Pure-Pass: Fine-Grained, Adaptive Masking for Dynamic Token-Mixing Routing in Lightweight Image Super-Resolution
Junyu Wu, Jie Liu, Jie Tang, Gangshan Wu
TL;DR
This work presents Pure-Pass (PP), a pixel-level masking mechanism that adaptively bypasses texture-deficient pixels in lightweight image super-resolution. PP uses a fixed set of color centers to classify pixels, then applies window-based and cross-shift fusion to produce fine-grained masks, paired with an information-preserving compensation path to keep fidelity. Integrated into the ATD-light architecture as PP-ATD-light, PP achieves comparable or superior reconstruction quality while reducing FLOPs and maintaining a small parameter footprint relative to CAMixer variants. The approach demonstrates strong performance gains on standard SR benchmarks, notably Urban100, and offers practical benefits for deploying efficient SR models in resource-constrained settings, with only negligible overhead.
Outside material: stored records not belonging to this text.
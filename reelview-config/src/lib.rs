//! Shared configuration library for reelview.
//!
//! Settings come from three layers, lowest priority first: built-in
//! defaults, a `reelview.toml` file, and the process environment (optionally
//! seeded from a `.env` file). [`ConfigLoader`] merges the layers, applies
//! guard rails, and reports soft problems as [`ConfigWarnings`].

#![allow(missing_docs)]

pub mod loader;
pub mod models;
pub mod sources;
pub mod validation;

pub use loader::{ConfigLoad, ConfigLoader, ConfigLoaderOptions, error::ConfigLoadError};
pub use models::{
    CarouselConfig, CatalogConfig, Config, ConfigMetadata, ImageConfig,
    DEFAULT_API_BASE, DEFAULT_PAGE_SIZE, DEFAULT_TIMEOUT,
};
pub use sources::{EnvConfig, FileConfig, RejectedVar};
pub use validation::{ConfigGuardRailError, ConfigWarning, ConfigWarnings};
Mathematical notation is used to define the masking and compensation operations, underscoring the method's rigor and reproducibility.
Abstract
Image Super-Resolution (SR) aims to reconstruct high-resolution images from low-resolution counterparts, but the computational complexity of deep learning-based methods often hinders practical deployment. CAMixer is the pioneering work to integrate the advantages of existing lightweight SR methods and proposes a content-aware mixer to route token mixers of varied complexities according to the difficulty of content recovery. However, several limitations remain, such as poor adaptability, coarse-grained masking and spatial inflexibility, among others. We propose Pure-Pass (PP), a pixel-level masking mechanism that identifies pure pixels and exempts them from expensive computations. PP utilizes fixed color center points to classify pixels into distinct categories, enabling fine-grained, spatially flexible masking while maintaining adaptive flexibility. Integrated into the state-of-the-art ATD-light model, PP-ATD-light achieves superior SR performance with minimal overhead, outperforming CAMixer-ATD-light in reconstruction quality and parameter efficiency when saving a similar amount of computation.